Antes, os quadros da Guarda eram ligados aos órgãos da Prefeitura para os quais trabalhavam.

Diversos guardas municipais ocuparam a galeria da Câmara Municipal para pedir a rejeição do projeto.

Lauro Doval, representante ligado à Associação dos Guarda Municipais de Porto Alegre (AGMPA), alega que a proposta foi criada de forma unilateral. “Tudo isso foi construído somente entre o governo e o comando da Guarda”.

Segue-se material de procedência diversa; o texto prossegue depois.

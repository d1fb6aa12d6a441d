//! Dedup key derivation.
//!
//! The key is stored next to the alert and covered by a unique constraint on
//! `(recipient_id, dedup_key)`, so two alerts with the same key for the same
//! recipient can never coexist. Kinds that may legitimately repeat return no
//! key at all.

use crate::catalog::{field_text, EventKind};
use crate::error::CoreError;
use crate::types::{EventData, Timestamp};

/// Default width of a dedup time bucket: 24 hours.
pub const DEFAULT_DEDUP_WINDOW_SECS: i64 = 24 * 60 * 60;

/// Index of the fixed-width time bucket containing `at`.
pub fn bucket(at: Timestamp, window_secs: i64) -> i64 {
    at.timestamp().div_euclid(window_secs.max(1))
}

/// Derive the dedup key for an event raised at `at`.
///
/// Expiry kinds require `vehicle_id` and `expiry_type`; the kind is part of
/// the key so a warning turning into an expiry inside one bucket still raises
/// a second alert.
pub fn dedup_key(
    kind: EventKind,
    data: &EventData,
    at: Timestamp,
    window_secs: i64,
) -> Result<Option<String>, CoreError> {
    let key = match kind {
        EventKind::VehicleExpiryWarning | EventKind::VehicleExpired => {
            let vehicle_id = required(data, kind, "vehicle_id")?;
            let expiry_type = required(data, kind, "expiry_type")?;
            Some(format!(
                "{kind}:{vehicle_id}:{expiry_type}:{}",
                bucket(at, window_secs)
            ))
        }
        EventKind::RequestCreated | EventKind::RequestApproved | EventKind::RequestRejected => {
            field_text(data, "request_id").map(|id| format!("{kind}:{id}"))
        }
        EventKind::VehicleAssigned => field_text(data, "vehicle_id")
            .map(|id| format!("{kind}:{id}:{}", bucket(at, window_secs))),
        EventKind::UserCreated => Some(kind.as_str().to_string()),
        EventKind::UserRoleChanged => None,
    };
    Ok(key)
}

fn required(data: &EventData, kind: EventKind, field: &str) -> Result<String, CoreError> {
    field_text(data, field)
        .ok_or_else(|| CoreError::Validation(format!("{kind} requires a `{field}` field")))
}
//! Read-only queries against the `users` table.

use fleetwatch_core::types::DbId;
use sqlx::PgPool;

use crate::models::user::UserContact;

pub struct UserRepo;

impl UserRepo {
    /// Contact details of an active user.
    pub async fn find_contact(pool: &PgPool, user_id: DbId) -> Result<Option<UserContact>, sqlx::Error> {
        sqlx::query_as::<_, UserContact>(
            "SELECT id, email, full_name, role FROM users WHERE id = $1 AND is_active = true",
        )
        .bind(user_id)
        .fetch_optional(pool)
        .await
    }

    /// Ids of every active user holding one of `roles`.
    pub async fn list_active_ids_by_roles(pool: &PgPool, roles: &[&str]) -> Result<Vec<DbId>, sqlx::Error> {
        let roles: Vec<String> = roles.iter().map(|r| r.to_string()).collect();
        sqlx::query_scalar(
            "SELECT id FROM users WHERE role = ANY($1) AND is_active = true ORDER BY id",
        )
        .bind(roles)
        .fetch_all(pool)
        .await
    }
}
use std::sync::Arc;
use std::time::Duration;

use crate::ws::manager::WsManager;

/// Interval between heartbeat pings (in seconds).
const HEARTBEAT_INTERVAL_SECS: u64 = 30;

/// Spawn a task that pings every live session periodically so idle
/// proxies keep the connection open and dead peers are detected.
pub fn start_heartbeat(ws_manager: Arc<WsManager>) -> tokio::task::JoinHandle<()> {
    tokio::spawn(async move {
        let mut interval = tokio::time::interval(Duration::from_secs(HEARTBEAT_INTERVAL_SECS));

        loop {
            interval.tick().await;
            let count = ws_manager.connection_count().await;
            tracing::debug!(count, "WebSocket heartbeat ping");
            ws_manager.ping_all().await;
        }
    })
}
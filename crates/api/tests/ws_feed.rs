//! Live feed over a real WebSocket connection.

mod common;

use std::time::Duration;

use common::{build_test_app, token, TestApp};
use futures::StreamExt;
use serde_json::{json, Value};
use tokio::net::TcpListener;
use tokio_tungstenite::tungstenite::Message;

type Client = tokio_tungstenite::WebSocketStream<
    tokio_tungstenite::MaybeTlsStream<tokio::net::TcpStream>,
>;

async fn serve(app: &TestApp) -> std::net::SocketAddr {
    let listener = TcpListener::bind("127.0.0.1:0").await.unwrap();
    let addr = listener.local_addr().unwrap();
    let router = app.router.clone();
    tokio::spawn(async move {
        axum::serve(listener, router).await.unwrap();
    });
    addr
}

async fn connect(addr: std::net::SocketAddr, user_id: i64) -> Client {
    let url = format!("ws://{addr}/api/v1/ws?token={}", token(user_id, "employee"));
    let (client, _) = tokio_tungstenite::connect_async(url).await.unwrap();
    client
}

/// Next JSON text frame, skipping control frames.
async fn next_frame(client: &mut Client) -> Value {
    loop {
        let message = tokio::time::timeout(Duration::from_secs(5), client.next())
            .await
            .expect("timed out waiting for a frame")
            .expect("stream ended")
            .unwrap();
        if let Message::Text(text) = message {
            return serde_json::from_str(&text).unwrap();
        }
    }
}

async fn assign(app: &TestApp, recipient_id: i64, vehicle_id: i64) {
    app.state
        .notifier
        .notify_named(
            "vehicle_assigned",
            recipient_id,
            json!({ "vehicle_id": vehicle_id, "license_plate": "WS42" }),
        )
        .await
        .unwrap();
}

#[tokio::test]
async fn session_starts_with_sync_then_streams_new_alerts() {
    let app = build_test_app();
    assign(&app, 7, 1).await;
    let addr = serve(&app).await;

    let mut client = connect(addr, 7).await;
    let sync = next_frame(&mut client).await;
    assert_eq!(sync["type"], "sync");
    assert_eq!(sync["unread_count"], 1);

    assign(&app, 7, 2).await;
    let frame = next_frame(&mut client).await;
    assert_eq!(frame["type"], "alert");
    assert_eq!(frame["alert"]["recipient_id"], 7);
    let tag = format!("alert-{}", frame["alert"]["id"]);
    assert_eq!(frame["local_alert"]["tag"], tag.as_str());
}

#[tokio::test]
async fn other_recipients_alerts_are_not_streamed() {
    let app = build_test_app();
    let addr = serve(&app).await;

    let mut client = connect(addr, 7).await;
    assert_eq!(next_frame(&mut client).await["type"], "sync");

    assign(&app, 8, 1).await;
    assign(&app, 7, 2).await;

    let frame = next_frame(&mut client).await;
    assert_eq!(frame["alert"]["recipient_id"], 7);
}

#[tokio::test]
async fn read_state_changes_reach_the_session() {
    let app = build_test_app();
    let addr = serve(&app).await;

    let mut client = connect(addr, 7).await;
    assert_eq!(next_frame(&mut client).await["type"], "sync");

    assign(&app, 7, 1).await;
    let id = next_frame(&mut client).await["alert"]["id"].as_i64().unwrap();

    app.state.feed.mark_read(7, id).await.unwrap();
    let frame = next_frame(&mut client).await;
    assert_eq!(frame["type"], "read");
    assert_eq!(frame["ids"], json!([id]));
}

#[tokio::test]
async fn closing_the_socket_releases_the_subscription() {
    let app = build_test_app();
    let addr = serve(&app).await;

    let mut client = connect(addr, 7).await;
    assert_eq!(next_frame(&mut client).await["type"], "sync");
    assert_eq!(app.state.hub.subscriber_count(7), 1);

    client.close(None).await.unwrap();

    let mut released = false;
    for _ in 0..50 {
        if app.state.hub.subscriber_count(7) == 0 && app.state.ws_manager.connection_count().await == 0 {
            released = true;
            break;
        }
        tokio::time::sleep(Duration::from_millis(20)).await;
    }
    assert!(released, "session should deregister after close");
}

#[tokio::test]
async fn handshake_without_token_is_rejected() {
    let app = build_test_app();
    let addr = serve(&app).await;

    let result = tokio_tungstenite::connect_async(format!("ws://{addr}/api/v1/ws")).await;
    assert!(result.is_err());
}
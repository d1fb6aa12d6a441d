//! PostgreSQL implementation of the store traits.

use async_trait::async_trait;
use chrono::NaiveDate;
use fleetwatch_core::types::{DbId, Timestamp};
use fleetwatch_db::models::alert::{Alert, AlertFilter, NewAlert};
use fleetwatch_db::models::email_log::NewEmailLog;
use fleetwatch_db::models::user::UserContact;
use fleetwatch_db::models::vehicle::Vehicle;
use fleetwatch_db::repositories::{AlertRepo, EmailLogRepo, UserRepo, VehicleRepo};
use fleetwatch_db::DbPool;

use crate::error::StoreError;
use crate::store::{AlertStore, Directory, EmailLedger, FleetRecords};

/// Foreign key from `alerts.recipient_id` to `users.id`.
const RECIPIENT_FK: &str = "alerts_recipient_id_fkey";

/// Store backend that delegates to the `fleetwatch-db` repositories.
#[derive(Clone)]
pub struct PgBackend {
    pool: DbPool,
}

impl PgBackend {
    pub fn new(pool: DbPool) -> Self {
        Self { pool }
    }

    pub fn pool(&self) -> &DbPool {
        &self.pool
    }

    /// Distinguish a missing alert from one owned by someone else.
    async fn ownership_error(&self, recipient_id: DbId, alert_id: DbId) -> StoreError {
        match AlertRepo::owner_of(&self.pool, alert_id).await {
            Ok(Some(_)) => StoreError::NotOwner {
                alert_id,
                recipient_id,
            },
            Ok(None) => StoreError::NotFound(alert_id),
            Err(e) => e.into(),
        }
    }
}

#[async_trait]
impl AlertStore for PgBackend {
    async fn insert_deduped(&self, alert: NewAlert) -> Result<Option<Alert>, StoreError> {
        match AlertRepo::insert_deduped(&self.pool, &alert).await {
            Ok(inserted) => Ok(inserted),
            Err(sqlx::Error::Database(db))
                if db.is_foreign_key_violation() && db.constraint() == Some(RECIPIENT_FK) =>
            {
                Err(StoreError::UnknownRecipient(alert.recipient_id))
            }
            Err(e) => Err(e.into()),
        }
    }

    async fn list(&self, recipient_id: DbId, filter: &AlertFilter) -> Result<Vec<Alert>, StoreError> {
        Ok(AlertRepo::list_for_recipient(&self.pool, recipient_id, filter).await?)
    }

    async fn unread_count(&self, recipient_id: DbId) -> Result<i64, StoreError> {
        Ok(AlertRepo::unread_count(&self.pool, recipient_id).await?)
    }

    async fn mark_read(&self, recipient_id: DbId, alert_id: DbId) -> Result<(), StoreError> {
        if AlertRepo::mark_read(&self.pool, alert_id, recipient_id).await? {
            Ok(())
        } else {
            Err(self.ownership_error(recipient_id, alert_id).await)
        }
    }

    async fn mark_all_read(&self, recipient_id: DbId) -> Result<u64, StoreError> {
        Ok(AlertRepo::mark_all_read(&self.pool, recipient_id).await?)
    }

    async fn delete(&self, recipient_id: DbId, alert_id: DbId) -> Result<(), StoreError> {
        if AlertRepo::delete(&self.pool, alert_id, recipient_id).await? {
            Ok(())
        } else {
            Err(self.ownership_error(recipient_id, alert_id).await)
        }
    }

    async fn clear_all(&self, recipient_id: DbId) -> Result<u64, StoreError> {
        Ok(AlertRepo::clear_all(&self.pool, recipient_id).await?)
    }

    async fn delete_read_older_than(&self, cutoff: Timestamp) -> Result<u64, StoreError> {
        Ok(AlertRepo::delete_read_older_than(&self.pool, cutoff).await?)
    }

    async fn trim_per_recipient(&self, keep: i64) -> Result<u64, StoreError> {
        Ok(AlertRepo::trim_per_recipient(&self.pool, keep).await?)
    }
}

#[async_trait]
impl FleetRecords for PgBackend {
    async fn vehicles_due(
        &self,
        cutoff: NaiveDate,
    ) -> Result<Vec<Result<Vehicle, StoreError>>, StoreError> {
        let rows = VehicleRepo::list_due(&self.pool, cutoff).await?;
        Ok(rows
            .into_iter()
            .map(|row| row.map_err(StoreError::from))
            .collect())
    }
}

#[async_trait]
impl Directory for PgBackend {
    async fn contact(&self, user_id: DbId) -> Result<Option<UserContact>, StoreError> {
        Ok(UserRepo::find_contact(&self.pool, user_id).await?)
    }

    async fn active_ids_by_roles(&self, roles: &[&str]) -> Result<Vec<DbId>, StoreError> {
        Ok(UserRepo::list_active_ids_by_roles(&self.pool, roles).await?)
    }
}

#[async_trait]
impl EmailLedger for PgBackend {
    async fn record(&self, entry: NewEmailLog) -> Result<(), StoreError> {
        EmailLogRepo::insert(&self.pool, &entry).await?;
        Ok(())
    }
}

A oposição juntou-se à classe e assumiu postura crítica frente à iniciativa.

O Sindiguardas RS buscou corrigir os prejuízos no Plano aprovado como:

  • Plano não contemplou progressão em todas os níveis, assim como é em outras carreiras civis da segurança pública. Apenas 24 alcançarão o topo da carreira.
  • Critérios de ascensão sem tempo hábil para o enquadramento na carreira para os atuais guardas municipais.
  • Subsídio inicial justo dentro das atuais funções de policiamento Ostensivo.

O Sindiguardas RS lamenta a postura dos vereadores da base do governo que repetiram o descaso, falta de flexibilidade e isonomia no projeto elaborado pelo executivo municipal e comando da GM, frente a pautas históricas de uma instituição centenária, ferindo fortemente os princípios da administração pública.

O Sindiguardas RS entrará com ação judicial em relação aos pontos de inconstitucionalidade no projeto. Com a certeza da justiça.

Sindiguardas RS, seu direito, nossa luta!